Ever since Paul Hamer, the US Civilian Administrator in Baghdad, was recalled to Washington yesterday for talks -- so urgently that he had to cancel an appointment with the Polish Prime Minister (an insult of the first water that risks the removal of the Polish troops from Iraq) -- it is already clear to almost all commentators in the media that this means that Bush's democracy-strategy (?) has now changed to an exit-strategy.

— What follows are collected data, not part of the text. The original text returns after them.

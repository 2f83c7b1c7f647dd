use super::{NextStep, RaceAction, RaceUpdate, Reduction};
use crate::config::ReductionMode;
use crate::odpor::{Execution, InsertionResult, PartialExecution};
use crate::state::{BfsWutData, StateArena, StateId, StateKind};
use crate::strategy::ExplorationStrategy;
use crate::transition::Transition;
use std::sync::atomic::Ordering;
use std::sync::Arc;
use tracing::{debug, trace};

/// Optimal DPOR for the best-first explorer.
///
/// Instead of a wakeup tree per state, a sequence reversing a race is materialized
/// right away as a chain of uninitialized states below the state where it starts.
/// The last state of the chain is handed to the explorer, which initializes the
/// chain when it first restores the app to it. Parents keep their children alive,
/// so that later insertions can walk the whole explored tree.
#[derive(Debug, Clone, Copy)]
pub struct BfsOdpor {
    mode: ReductionMode,
}

impl BfsOdpor {
    /// Opened states are explored in the order they were created.
    pub fn breadth_first() -> Self {
        BfsOdpor {
            mode: ReductionMode::BfsOdpor,
        }
    }

    /// Opened states are explored by guiding-strategy preference.
    pub fn best_first() -> Self {
        BfsOdpor {
            mode: ReductionMode::BefsOdpor,
        }
    }

    /// Follows `w` down the existing children of `start`, and creates the states of
    /// what is left. Returns the last created state, which keeps its creation
    /// reference, or `None` when `w` was already covered.
    fn insert_into_tree(
        &self,
        arena: &mut StateArena,
        strategy: &dyn ExplorationStrategy,
        start: StateId,
        w: &[Arc<Transition>],
    ) -> Option<StateId> {
        let data = arena.get_mut(start)?.bfs_data_mut()?;
        if data.final_wakeup_tree.insert(w) == InsertionResult::Leaf {
            trace!("sequence already inserted from this state");
            return None;
        }

        let mut cur = start;
        let mut rest: PartialExecution = w.to_vec();
        'descend: loop {
            let children = arena.state(cur).children().to_vec();
            for child in children {
                let state = arena.state(child);
                if state.refcount().load(Ordering::Acquire) == 0 {
                    continue;
                }
                let Some(t) = state.incoming_transition().cloned() else {
                    continue;
                };
                let next_rest = if Execution::is_initial_after_execution_of(&rest, t.aid) {
                    let Some(pos) = rest.iter().position(|u| u.aid == t.aid) else {
                        continue;
                    };
                    if rest[pos].times_considered != t.times_considered {
                        continue;
                    }
                    let mut r = rest.clone();
                    r.remove(pos);
                    r
                } else if Execution::is_independent_with_execution_of(&rest, &t) {
                    rest.clone()
                } else {
                    continue;
                };
                if next_rest.is_empty() || !state.is_initialized() {
                    trace!(state = state.num(), "sequence covered by an existing state");
                    return None;
                }
                rest = next_rest;
                cur = child;
                continue 'descend;
            }
            break;
        }

        debug!(
            from = arena.state(cur).num(),
            len = rest.len(),
            "materializing a new branch"
        );
        let mut last: Option<StateId> = None;
        for (i, t) in rest.iter().enumerate() {
            if let Some(data) = arena.state_mut(cur).bfs_data_mut() {
                data.record_opened(t);
                if i > 0 {
                    data.final_wakeup_tree.insert(&rest[i..]);
                }
            }
            let child = arena.create(Some(cur), Some(Arc::clone(t)), self.new_state_kind(), strategy);
            // the parent's reference
            arena.acquire(child);
            if let Some(prev) = last {
                arena.release(prev);
            }
            last = Some(child);
            cur = child;
        }
        if let Some(id) = last {
            arena.state_mut(id).mark_owned_by_explorers();
        }
        last
    }
}

impl Reduction for BfsOdpor {
    fn mode(&self) -> ReductionMode {
        self.mode
    }

    fn new_state_kind(&self) -> StateKind {
        StateKind::BfsWut(BfsWutData::new())
    }

    fn on_state_initialized(
        &self,
        arena: &mut StateArena,
        state: StateId,
        strategy: &dyn ExplorationStrategy,
    ) {
        arena.state_mut(state).consider_best(strategy);
    }

    fn before_child_created(
        &self,
        arena: &mut StateArena,
        parent: StateId,
        incoming: &Arc<Transition>,
    ) {
        if let Some(data) = arena.state_mut(parent).bfs_data_mut() {
            data.record_opened(incoming);
        }
    }

    fn races_computation(
        &self,
        arena: &StateArena,
        exec: &Execution,
        stack: &[StateId],
    ) -> RaceUpdate {
        let mut update = RaceUpdate::new();
        for e_prime in 0..exec.size() {
            if exec.event(e_prime).has_race_been_computed() {
                continue;
            }
            for e in exec.get_reversible_races_of(e_prime) {
                let sleeping = arena
                    .state(stack[e])
                    .get_sleeping_actors(Some(exec.actor_at(e)));
                if let Some(v) = exec.get_odpor_extension_from(e, e_prime, &sleeping) {
                    update.push(stack[e], RaceAction::InsertSequence(v));
                }
            }
            exec.event(e_prime).consider_races();
        }
        update
    }

    fn apply_race_update(
        &self,
        arena: &mut StateArena,
        strategy: &dyn ExplorationStrategy,
        update: RaceUpdate,
    ) -> Vec<StateId> {
        let mut opened = Vec::new();
        for (id, action) in update.actions {
            let RaceAction::InsertSequence(v) = action else {
                unreachable!("optimal DPOR only inserts sequences")
            };
            if !arena.contains(id) {
                continue;
            }
            if let Some(state) = self.insert_into_tree(arena, strategy, id, &v) {
                opened.push(state);
            }
        }
        opened
    }

    fn next_to_explore(
        &self,
        arena: &mut StateArena,
        state: StateId,
        strategy: &dyn ExplorationStrategy,
    ) -> Option<NextStep> {
        arena
            .state(state)
            .next_transition_guided(strategy)
            .map(|aid| NextStep { aid, times: None })
    }

    fn on_backtrack(&self, arena: &mut StateArena, state: StateId) {
        let state = arena.state_mut(state);
        if let Some(out) = state.outgoing_transition().cloned() {
            state.add_sleep_set(out);
        }
    }

    fn parent_owns_children(&self) -> bool {
        true
    }

    fn wants_transitions(&self) -> bool {
        true
    }

    fn is_optimal(&self) -> bool {
        true
    }
}
use super::{ExplorationStrategy, StrategyData};
use crate::state::{ActorState, State};
use crate::transition::{CommOp, Transition, TransitionKind};

/// Steers the exploration by how communications get paired.
///
/// The maximizing flavor first runs the sends and receives that match a pending
/// partner on their mailbox, the minimizing flavor delays them.
#[derive(Debug, Clone, Copy)]
pub struct MatchCommStrategy {
    maximize: bool,
}

impl MatchCommStrategy {
    pub fn maximizing() -> Self {
        MatchCommStrategy { maximize: true }
    }

    pub fn minimizing() -> Self {
        MatchCommStrategy { maximize: false }
    }

    /// Whether `t` pairs with a comm already posted on its mailbox, or `None` for
    /// anything that is not a send or a receive.
    fn matches_pending(data: &StrategyData, t: &Transition) -> Option<bool> {
        let TransitionKind::Comm(comm) = &t.kind else {
            return None;
        };
        let balance = data.mailbox_balance.get(&comm.mbox).copied().unwrap_or(0);
        match comm.op {
            CommOp::AsyncSend => Some(balance < 0),
            CommOp::AsyncRecv => Some(balance > 0),
            _ => None,
        }
    }
}

impl ExplorationStrategy for MatchCommStrategy {
    fn name(&self) -> &'static str {
        if self.maximize {
            "max_match_comm"
        } else {
            "min_match_comm"
        }
    }

    fn wants_transitions(&self) -> bool {
        true
    }

    fn child_data(&self, parent: &StrategyData, incoming: &Transition) -> StrategyData {
        let mut data = parent.clone();
        if let TransitionKind::Comm(comm) = &incoming.kind {
            let delta = match comm.op {
                CommOp::AsyncSend => 1,
                CommOp::AsyncRecv => -1,
                _ => 0,
            };
            if delta != 0 {
                *data.mailbox_balance.entry(comm.mbox).or_default() += delta;
            }
        }
        data
    }

    fn valuation(&self, state: &State, actor: &ActorState) -> i32 {
        let base = state.strategy_data().unmatched_comms();
        let Some(t) = actor.next_transition() else {
            return base;
        };
        match Self::matches_pending(state.strategy_data(), t) {
            Some(matches) if matches == self.maximize => base - 1,
            Some(_) => base + 1,
            None => base,
        }
    }
}

#[cfg(test)]
mod tests {
    use super::*;
    use crate::transition::{Aid, CommTransition};

    fn comm(op: CommOp, mbox: u32) -> Transition {
        Transition::new(
            Aid(1),
            0,
            TransitionKind::Comm(CommTransition {
                op,
                mbox,
                comm: None,
                sender: None,
                receiver: None,
                timeout: false,
            }),
        )
    }

    #[test]
    fn test_balance_follows_posted_comms() {
        let strategy = MatchCommStrategy::maximizing();
        let data = strategy.child_data(&StrategyData::default(), &comm(CommOp::AsyncRecv, 4));
        assert_eq!(data.mailbox_balance.get(&4), Some(&-1));
        assert_eq!(data.unmatched_comms(), 1);
        assert_eq!(
            MatchCommStrategy::matches_pending(&data, &comm(CommOp::AsyncSend, 4)),
            Some(true)
        );
        assert_eq!(
            MatchCommStrategy::matches_pending(&data, &comm(CommOp::AsyncSend, 5)),
            Some(false)
        );
        let data = strategy.child_data(&data, &comm(CommOp::AsyncSend, 4));
        assert_eq!(data.unmatched_comms(), 0);
    }
}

What no-one has cottoned onto yet is why Hamer was recalled exactly when he was. The suicide bombing in Nasiriya in southern Iraq causing the deaths of at least 17 Italian soldiers occurred after Hamer had left and thus had no connection with it. In my view, Hamer was recalled because Bush Senior and Henry Kissinger (Nixon's former Secretary of State and probably the most experienced and able "fixer" in the world) had come back from St Petersburg and Moscow with bad news. In St Petersburg, although they were supposed to be there on a private visit, Bush Senior and Kissinger would have been able to talk to the chiefs of all the Russian oil corporations who happened to be meeting there for their own domestic purposes due to Khodorovsky's arrest, together with those western oil companies who have an interest in Russia (and Iraq).

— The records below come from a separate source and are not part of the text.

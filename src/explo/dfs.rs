//! Depth-first exploration.

use super::{transitions_of, BugKind, ExplorationContext, SearchOutcome, StepOutcome};
use crate::config::StrategyKind;
use crate::error::McError;
use crate::odpor::Execution;
use crate::state::StateId;
use crate::transition::Transition;
use std::sync::Arc;
use tracing::{debug, info, trace, warn};

/// Walks the exploration tree depth-first, keeping the states from the root to the
/// current one on a stack. The app is restored each time the search backtracks.
#[derive(Default)]
pub struct DfsExplorer {
    stack: Vec<StateId>,
    exec: Execution,
}

impl DfsExplorer {
    pub fn new() -> Self {
        Self::default()
    }

    /// Explores from the current state of the app until every state was exhausted
    /// or the outcome is decided.
    pub fn run(&mut self, ctx: &mut ExplorationContext) -> Result<SearchOutcome, McError> {
        info!(
            "Start a DFS exploration. Reduction is: {}.",
            ctx.reduction.mode().as_str()
        );
        let outcome = self.explore(ctx);
        while let Some(id) = self.stack.pop() {
            ctx.arena.release(id);
        }
        ctx.release_garbage();
        self.exec = Execution::new();
        outcome
    }

    fn explore(&mut self, ctx: &mut ExplorationContext) -> Result<SearchOutcome, McError> {
        let root = ctx.create_state(None, None)?;
        self.stack.push(root);
        if ctx.config.one_way {
            if let Some(outcome) = self.follow_app(ctx)? {
                return Ok(outcome);
            }
        }

        while let Some(&state) = self.stack.last() {
            if self.stack.len() > ctx.config.max_depth {
                warn!(
                    "/!\\ Max depth of {} reached! THIS WILL PROBABLY BREAK the dpor reduction /!\\",
                    ctx.config.max_depth
                );
                self.backtrack(ctx)?;
                continue;
            }

            let next = ctx
                .reduction
                .next_to_explore(&mut ctx.arena, state, ctx.strategy.as_ref());
            let Some(next) = next else {
                let outcome = ctx.check_deadlock(&self.stack, &self.exec)?;
                if !outcome.is_continue() {
                    return Ok(outcome);
                }
                if ctx.arena.state(state).actor_count() == 0 {
                    let outcome = ctx.finish_execution(state, &self.stack, &self.exec)?;
                    if !outcome.is_continue() {
                        return Ok(outcome);
                    }
                }
                self.backtrack(ctx)?;
                continue;
            };

            trace!(
                state = ctx.arena.state(state).num(),
                aid = %next.aid,
                depth = self.stack.len(),
                "exploring"
            );
            let (child, transition) = match ctx.execute_step(state, next, &self.stack, &self.exec)? {
                StepOutcome::Reached { child, transition } => (child, transition),
                StepOutcome::Stopped(SearchOutcome::Continue) => continue,
                StepOutcome::Stopped(outcome) => return Ok(outcome),
            };
            if let Some(outcome) = self.push(ctx, child, transition)? {
                return Ok(outcome);
            }
            if ctx.config.one_way {
                if let Some(outcome) = self.follow_app(ctx)? {
                    return Ok(outcome);
                }
            }
        }
        Ok(SearchOutcome::ExhaustedCleanly)
    }

    /// Makes `child`, reached through `t`, the new top of the stack and looks for
    /// the races this step revealed.
    fn push(
        &mut self,
        ctx: &mut ExplorationContext,
        child: StateId,
        t: Arc<Transition>,
    ) -> Result<Option<SearchOutcome>, McError> {
        self.stack.push(child);
        if let Err(race) = self.exec.push_transition(t) {
            let outcome =
                ctx.report_bug(BugKind::DataRace(race), &self.stack, transitions_of(&self.exec))?;
            if !outcome.is_continue() {
                return Ok(Some(outcome));
            }
        }

        let maximal = ctx.arena.state(child).enabled_actors().is_empty();
        if ctx.reduction.races_on_each_step() || maximal {
            for opened in ctx.handle_races(&self.exec, &self.stack) {
                ctx.arena.release(opened);
            }
        }
        if maximal {
            ctx.record_maximal_execution(&self.exec)?;
        }
        Ok(None)
    }

    /// Lets the app run on its own from the top of the stack, and pushes every
    /// state it went through.
    fn follow_app(&mut self, ctx: &mut ExplorationContext) -> Result<Option<SearchOutcome>, McError> {
        let seed = (ctx.config.strategy == StrategyKind::Uniform)
            .then(|| ctx.config.random_seed ^ ctx.stats.explored_traces);
        let steps = match ctx.remote.go_one_way(seed, true) {
            Ok(steps) => steps,
            Err(e) => {
                // the steps taken before the failure are lost with it
                let kind = BugKind::from_finding(e)?;
                let outcome = ctx.report_bug(kind, &self.stack, transitions_of(&self.exec))?;
                if !outcome.is_continue() {
                    return Ok(Some(outcome));
                }
                if let Some(&top) = self.stack.last() {
                    ctx.restore_state(top)?;
                }
                return Ok(None);
            }
        };
        debug!(steps = steps.len(), "the app ran on its own");
        for step in steps {
            let Some(&parent) = self.stack.last() else {
                break;
            };
            let t = Arc::clone(&step.transition);
            let child = ctx.adopt_step(parent, step);
            ctx.dot_edge(parent, child, &t)?;
            if let Some(outcome) = self.push(ctx, child, t)? {
                return Ok(Some(outcome));
            }
        }
        Ok(None)
    }

    /// Pops the states that have nothing left to explore, then restores the app to
    /// the new top of the stack.
    fn backtrack(&mut self, ctx: &mut ExplorationContext) -> Result<(), McError> {
        ctx.notify_backtracking();
        while let Some(child) = self.stack.pop() {
            ctx.arena.release(child);
            let Some(&parent) = self.stack.last() else {
                break;
            };
            ctx.reduction.on_backtrack(&mut ctx.arena, parent);
            self.exec.remove_last_event();
            if ctx.arena.state(parent).has_more_to_be_explored() {
                debug!(
                    "Backtracking to state #{} at depth {}",
                    ctx.arena.state(parent).num(),
                    self.stack.len()
                );
                break;
            }
        }
        ctx.release_garbage();
        if let Some(&top) = self.stack.last() {
            ctx.restore_state(top)?;
        }
        Ok(())
    }
}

When Bush Junior and Cheney invaded Iraq they had one clear and immediate objective in their mind. This was to establish control of the oilfields of Iraq, kick out the Russian, French and Chinese oil corporations temporarily, and to ensure that US and UK oil corporations -- hitherto excluded by Saddam -- would have a chance of immediate development . (To be helpful, Bush ensured that the Oil Ministry in Baghdad was the only government office that was not bombed in the invasion blitz.)

Why this objective? Firstly, so that America would be guaranteed more oil supplies in future years if (and almost certainly when) Saudi Arabia erupts in internal revolution of some sort; secondly, so that Bush can say to the Iraqian people: "Saddam was not giving you what was rightfully yours -- the fruits of your immense oilfields -- we are going to develop them quickly so you can benefit from our initiative." In this way, Bush might have been able to keep the peace in Iraq for a few years while a constitution was formulated and elections held.

But then the US and UK oil corporation didn't play ball. They refused to take advantage of the situation because they were rightfully afraid that a future court of law would say that their activities would have been illegal because there was no lawful government in Iraq at the time.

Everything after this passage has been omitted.